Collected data
=== Section Start ===

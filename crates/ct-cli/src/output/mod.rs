//! Colored status messages
//!
//! Every helper writes to stderr. Stdout is reserved for command output and
//! the remote terminal, so status lines never end up in a pipe.

use crossterm::style::{Color, Print, ResetColor, SetForegroundColor};

fn print_status(color: Color, symbol: &str, msg: &str) {
    let mut stderr = std::io::stderr();
    let _ = crossterm::execute!(
        stderr,
        SetForegroundColor(color),
        Print(symbol),
        ResetColor,
        Print(msg),
        Print("\n")
    );
}

/// Print a success message in green with a checkmark prefix
pub fn print_success(msg: &str) {
    print_status(Color::Green, "✓ ", msg);
}

/// Print an error message in red with an X prefix
pub fn print_error(msg: &str) {
    print_status(Color::Red, "✗ ", msg);
}

/// Print a warning message in yellow
pub fn print_warning(msg: &str) {
    print_status(Color::Yellow, "⚠ ", msg);
}

/// Print an informational message in cyan
pub fn print_info(msg: &str) {
    print_status(Color::Cyan, "ℹ ", msg);
}
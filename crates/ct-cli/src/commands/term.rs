//! Interactive terminal command

use std::sync::Arc;

use anyhow::Result;
use tokio_util::sync::CancellationToken;

use ct_core::{ClientConfig, OutputConfig};
use ct_session::terminal::{is_interactive, resize_events, stdin_reader, terminal_size};
use ct_session::{
    run_interactive, Client, CrosstermTerminal, Outcome, PumpOptions, SessionError,
};

use crate::output::{print_info, print_success, print_warning};

/// Open an interactive terminal on `agent` and run it until it ends
pub async fn term_command(
    config: ClientConfig,
    agent: &str,
    output: OutputConfig,
    cancel: CancellationToken,
) -> Result<()> {
    if !is_interactive() {
        return Err(SessionError::NoTerminal.into());
    }

    let size = terminal_size()?;
    let options = PumpOptions {
        keepalive_interval: config.terminal.keepalive_interval,
    };
    let client = Client::new(config)?;

    if output.show_status() {
        print_info(&format!("Opening terminal on agent {}...", agent));
    }

    let conn = tokio::select! {
        _ = cancel.cancelled() => {
            print_warning("Cancelled");
            return Ok(());
        }
        conn = client.open(agent, size) => conn?,
    };

    if output.show_status() {
        print_success(&format!("Connected to agent {}", agent));
    }

    let mut terminal = CrosstermTerminal::new();
    let outcome = run_interactive(
        Arc::new(conn),
        stdin_reader()?,
        tokio::io::stdout(),
        &mut terminal,
        resize_events()?,
        cancel,
        &options,
    )
    .await?;

    if output.show_status() {
        match outcome {
            Outcome::Closed => print_success("Terminal session closed"),
            Outcome::Cancelled => print_info("Terminal session cancelled"),
        }
    }

    Ok(())
}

=== Section End ===

DIRECTIONS:
Filter the data down to the lines that contain the string "symbol", and copy them.

TASK RESULT:
fn print_status(color: Color, symbol: &str, msg: &str) {
        Print(symbol),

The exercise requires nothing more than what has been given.